SUPPLIED DATA ::
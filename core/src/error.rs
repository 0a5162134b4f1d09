use thiserror::Error;

/// Failures returned by [`GraphStore`](crate::GraphStore) operations.
///
/// Every operation validates before it mutates, so an `Err` always leaves the
/// store exactly as it was.
#[derive(Debug, Clone, PartialEq, Eq, Error)]
pub enum GraphError {
    /// A required persona field was absent, or a persona was connected to itself.
    #[error("invalid argument: {0}")]
    InvalidArgument(String),

    /// A persona with this id is already registered.
    #[error("user with ID {0} already exists")]
    DuplicateUser(String),

    /// No persona with this id is registered.
    #[error("user with ID {0} not found")]
    UserNotFound(String),

    /// The two personas are already friends.
    #[error("connection between users {0} and {1} already exists")]
    ConnectionExists(String, String),

    /// BFS exhausted the reachable set without discovering the target.
    #[error("no path exists between user {from} and user {to}")]
    NoPath { from: String, to: String },

    /// BFS discovered more personas than `StoreConfig::max_traversal_nodes` allows.
    #[error("traversal from user {from} exceeded the limit of {limit} visited users")]
    TraversalLimitExceeded { from: String, limit: usize },
}

impl GraphError {
    pub fn invalid(msg: impl Into<String>) -> Self {
        Self::InvalidArgument(msg.into())
    }

    /// True for lookups of an unregistered id.
    pub fn is_not_found(&self) -> bool {
        matches!(self, Self::UserNotFound(_))
    }
}

pub type Result<T> = std::result::Result<T, GraphError>;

ASSIGNED TASK :: Repeat each line of the data exactly, missing none.

ANSWER SPACE ::
filename core/src/error.rs
repository 0a5162134b4f1d09
use thiserror::Error;

/// Failures returned by [`GraphStore`](crate::GraphStore) operations.
///
/// Every operation validates before it mutates, so an `Err` always leaves the
/// store exactly as it was.
#[derive(Debug, Clone, PartialEq, Eq, Error)]
pub enum GraphError {
    /// A required persona field was absent, or a persona was connected to itself.
    #[error("invalid argument: {0}")]
    InvalidArgument(String),

    /// A persona with this id is already registered.
    #[error("user with ID {0} already exists")]
    DuplicateUser(String),

    /// No persona with this id is registered.
    #[error("user with ID {0} not found")]
    UserNotFound(String),

    /// The two personas are already friends.
    #[error("connection between users {0} and {1} already exists")]
    ConnectionExists(String, String),

    /// BFS exhausted the reachable set without discovering the target.
    #[error("no path exists between user {from} and user {to}")]
    NoPath { from: String, to: String },

    /// BFS discovered more personas than `StoreConfig::max_traversal_nodes` allows.
    #[error("traversal from user {from} exceeded the limit of {limit} visited users")]
    TraversalLimitExceeded { from: String, limit: usize },
}

impl GraphError {
    pub fn invalid(msg: impl Into<String>) -> Self {
        Self::InvalidArgument(msg.into())
    }

    /// True for lookups of an unregistered id.
    pub fn is_not_found(&self) -> bool {
        matches!(self, Self::UserNotFound(_))
    }
}

pub type Result<T> = std::result::Result<T, GraphError>;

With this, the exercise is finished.